Sponsored by
University of California Transportation Center (UCTC)
February 14 2014 09:30–10:30
4080 AIR Building
Yinhai Wang
Yinhai Wang
University of Washington

Transportation involves human, infrastructure, vehicle, and environmental interactions and is therefore a very complicated system. Traditionally, transportation has been studied through classical methods, typically with ideal assumptions, limited data support, and poor computing resources. While the theories (such as traffic flow and driver behavior models) developed through these efforts provide valuable insights in understanding transportation-related issues, they are often ineffective in large-scale transportation system analysis with massive amount of data. Also, transportation activities have been found affecting public health, air quality, environmental sustainability, etc., but our understanding in these relationships has been trivial and far from complete.

With recent advances in sensing, networking, and computing technologies, more and more transportation-related data and computational resources become available. These new assets are likely to bring in new opportunities to understand transportation systems better and address those critical transportation issues in a faster, more accountable, and more cost-effective way. From big data to big discoveries and big decisions: what is the gap and what needs to be done? Clearly, a new theoretical framework is needed to integrate the quickly growing massive amount of data, typically from numerous sources of varying spatial and temporal characteristics, into the large-scale transportation problem solving and decision making processes. Efforts along this line are likely to form up a new subject area, namely e-science of transportation, in the years to come. The speaker will share his vision and pilot research in linking big data to big discoveries and big decisions through his talk.

Dr. Yinhai Wang is a professor in transportation engineering at the University of Washington (UW).
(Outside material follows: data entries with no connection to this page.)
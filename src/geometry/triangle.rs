//! Triangles and the exact triangle-triangle intersection test.
//!
//! The test follows the interval-overlap method: each triangle is classified
//! against the other's plane, and if both straddle, the two segments cut on
//! the planes' intersection line are compared. Coplanar pairs fall back to a
//! 2D overlap test. `shaders/compute/tri_tri.wgsl` mirrors this file line for
//! line; keep them in sync.

use glam::{Mat4, Vec2, Vec3};

use super::Aabb;

/// Three vertex positions.
#[derive(Debug, Clone, Copy, PartialEq)]
pub struct Triangle {
    pub vertices: [Vec3; 3],
}

impl Triangle {
    pub fn new(a: Vec3, b: Vec3, c: Vec3) -> Self {
        Self {
            vertices: [a, b, c],
        }
    }

    pub fn centroid(&self) -> Vec3 {
        (self.vertices[0] + self.vertices[1] + self.vertices[2]) / 3.0
    }

    /// Unit face normal (counter-clockwise winding), or zero for a degenerate triangle.
    pub fn normal(&self) -> Vec3 {
        let [a, b, c] = self.vertices;
        (b - a).cross(c - a).normalize_or_zero()
    }

    pub fn aabb(&self) -> Aabb {
        Aabb::from_points(self.vertices)
    }

    pub fn transformed(&self, model: &Mat4) -> Self {
        Self {
            vertices: self.vertices.map(|v| model.transform_point3(v)),
        }
    }
}

/// Exact intersection test between two world-space triangles.
///
/// Signed plane distances with magnitude below `epsilon` are treated as zero
/// and interval overlap is widened by `epsilon`, so touching triangles
/// intersect. Degenerate triangles (corner angle sine below `epsilon`, or a
/// zero-length edge) never intersect.
pub fn triangles_intersect(a: &Triangle, b: &Triangle, epsilon: f32) -> bool {
    let [a0, a1, a2] = a.vertices;
    let [b0, b1, b2] = b.vertices;

    let na = (a1 - a0).cross(a2 - a0);
    let nb = (b1 - b0).cross(b2 - b0);
    if is_degenerate(na, a1 - a0, a2 - a0, epsilon) || is_degenerate(nb, b1 - b0, b2 - b0, epsilon)
    {
        return false;
    }
    let na = na.normalize();
    let nb = nb.normalize();

    // B against A's plane
    let db = plane_distances(na, a0, &b.vertices, epsilon);
    if same_side(db) {
        return false;
    }

    // A against B's plane
    let da = plane_distances(nb, b0, &a.vertices, epsilon);
    if same_side(da) {
        return false;
    }

    // either triangle lying in the other's plane makes the pair coplanar
    if db == [0.0; 3] {
        return coplanar_intersect(na, a, b, epsilon);
    }
    if da == [0.0; 3] {
        return coplanar_intersect(nb, a, b, epsilon);
    }

    let line = na.cross(nb);
    let pa = a.vertices.map(|v| line.dot(v));
    let pb = b.vertices.map(|v| line.dot(v));

    let (a_lo, a_hi) = interval(pa, da);
    let (b_lo, b_hi) = interval(pb, db);

    a_lo.max(b_lo) <= a_hi.min(b_hi) + epsilon
}

/// Edge cross product short relative to the edges themselves: the sine of
/// the corner angle is below `epsilon`, whatever the triangle's scale.
#[inline]
fn is_degenerate(normal: Vec3, e1: Vec3, e2: Vec3, epsilon: f32) -> bool {
    normal.length() <= epsilon * e1.length() * e2.length()
}

fn plane_distances(normal: Vec3, origin: Vec3, points: &[Vec3; 3], epsilon: f32) -> [f32; 3] {
    let offset = normal.dot(origin);
    points.map(|p| {
        let d = normal.dot(p) - offset;
        if d.abs() < epsilon {
            0.0
        } else {
            d
        }
    })
}

#[inline]
fn same_side(d: [f32; 3]) -> bool {
    d[0] * d[1] > 0.0 && d[0] * d[2] > 0.0
}

/// Sorted interval where the triangle crosses the other plane, projected
/// onto the intersection line. `p` are vertex projections, `d` their plane
/// distances (not all zero, not all on one side).
fn interval(p: [f32; 3], d: [f32; 3]) -> (f32, f32) {
    let lone = if d[0] * d[1] > 0.0 {
        2
    } else if d[0] * d[2] > 0.0 {
        1
    } else if d[1] * d[2] > 0.0 || d[0] != 0.0 {
        0
    } else if d[1] != 0.0 {
        1
    } else {
        2
    };
    let (i, j) = match lone {
        0 => (1, 2),
        1 => (0, 2),
        _ => (0, 1),
    };
    let k = lone;
    let t1 = p[k] + (p[i] - p[k]) * d[k] / (d[k] - d[i]);
    let t2 = p[k] + (p[j] - p[k]) * d[k] / (d[k] - d[j]);
    if t1 <= t2 {
        (t1, t2)
    } else {
        (t2, t1)
    }
}

/// Both triangles lie in the plane with unit normal `normal`.
fn coplanar_intersect(normal: Vec3, a: &Triangle, b: &Triangle, epsilon: f32) -> bool {
    // drop the dominant axis of the normal
    let n = normal.abs();
    let project = |v: Vec3| -> Vec2 {
        if n.x >= n.y && n.x >= n.z {
            Vec2::new(v.y, v.z)
        } else if n.y >= n.z {
            Vec2::new(v.x, v.z)
        } else {
            Vec2::new(v.x, v.y)
        }
    };
    let pa = a.vertices.map(project);
    let pb = b.vertices.map(project);

    for i in 0..3 {
        for j in 0..3 {
            if segments_intersect(pa[i], pa[(i + 1) % 3], pb[j], pb[(j + 1) % 3], epsilon) {
                return true;
            }
        }
    }

    point_in_triangle(pa[0], &pb, epsilon) || point_in_triangle(pb[0], &pa, epsilon)
}

#[inline]
fn orient(a: Vec2, b: Vec2, c: Vec2) -> f32 {
    (b - a).perp_dot(c - a)
}

#[inline]
fn sign(x: f32, epsilon: f32) -> i32 {
    if x > epsilon {
        1
    } else if x < -epsilon {
        -1
    } else {
        0
    }
}

fn on_segment(a: Vec2, b: Vec2, p: Vec2, epsilon: f32) -> bool {
    p.x >= a.x.min(b.x) - epsilon
        && p.x <= a.x.max(b.x) + epsilon
        && p.y >= a.y.min(b.y) - epsilon
        && p.y <= a.y.max(b.y) + epsilon
}

fn segments_intersect(p1: Vec2, p2: Vec2, q1: Vec2, q2: Vec2, epsilon: f32) -> bool {
    let o1 = sign(orient(p1, p2, q1), epsilon);
    let o2 = sign(orient(p1, p2, q2), epsilon);
    let o3 = sign(orient(q1, q2, p1), epsilon);
    let o4 = sign(orient(q1, q2, p2), epsilon);

    if o1 * o2 < 0 && o3 * o4 < 0 {
        return true;
    }

    (o1 == 0 && on_segment(p1, p2, q1, epsilon))
        || (o2 == 0 && on_segment(p1, p2, q2, epsilon))
        || (o3 == 0 && on_segment(q1, q2, p1, epsilon))
        || (o4 == 0 && on_segment(q1, q2, p2, epsilon))
}

fn point_in_triangle(p: Vec2, tri: &[Vec2; 3], epsilon: f32) -> bool {
    let s0 = sign(orient(tri[0], tri[1], p), epsilon);
    let s1 = sign(orient(tri[1], tri[2], p), epsilon);
    let s2 = sign(orient(tri[2], tri[0], p), epsilon);
    let has_neg = s0 < 0 || s1 < 0 || s2 < 0;
    let has_pos = s0 > 0 || s1 > 0 || s2 > 0;
    !(has_neg && has_pos)
}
He has a Ph.D. in transportation engineering from the University of Tokyo (1998), a master's degree in computer science from the UW, and another master's degree in construction management and a bachelor degree in civil engineering from Tsinghua University, China. Dr. Wang is the founding director of the Smart Transportation Applications and Research Laboratory (STAR Lab) at the UW. He also serves as the director for Pacific Northwest Transportation Consortium (PacTrans), USDOT University Transportation Center for Federal Region 10.

Dr. Wang’s active research fields include traffic sensing, transportation safety, e-science of transportation, traffic operations, traffic simulation, and intelligent transportation systems (ITS). He has over 170 academic publications and delivered more than 240 academic talks. He was the winner of the ASCE Journal of Transportation Engineering Best Paper Award for 2003. Dr. Wang serves as members of three Transportation Research Board committees: Transportation Information Systems and Technology Committee (ABJ50), Freeway Operations Committee (AHB20), and Highway Capacity and Quality of Services (AHB40). He is currently on the Board of Governors for the ASCE Transportation & Development Institute. He was an elected member of the Board of Governors for the IEEE ITS Society from 2010 to 2013. Additionally, Dr. Wang is associate editor for three journals: Journal of ITS, Journal of Computing in Civil Engineering, and Journal of Transportation Engineering.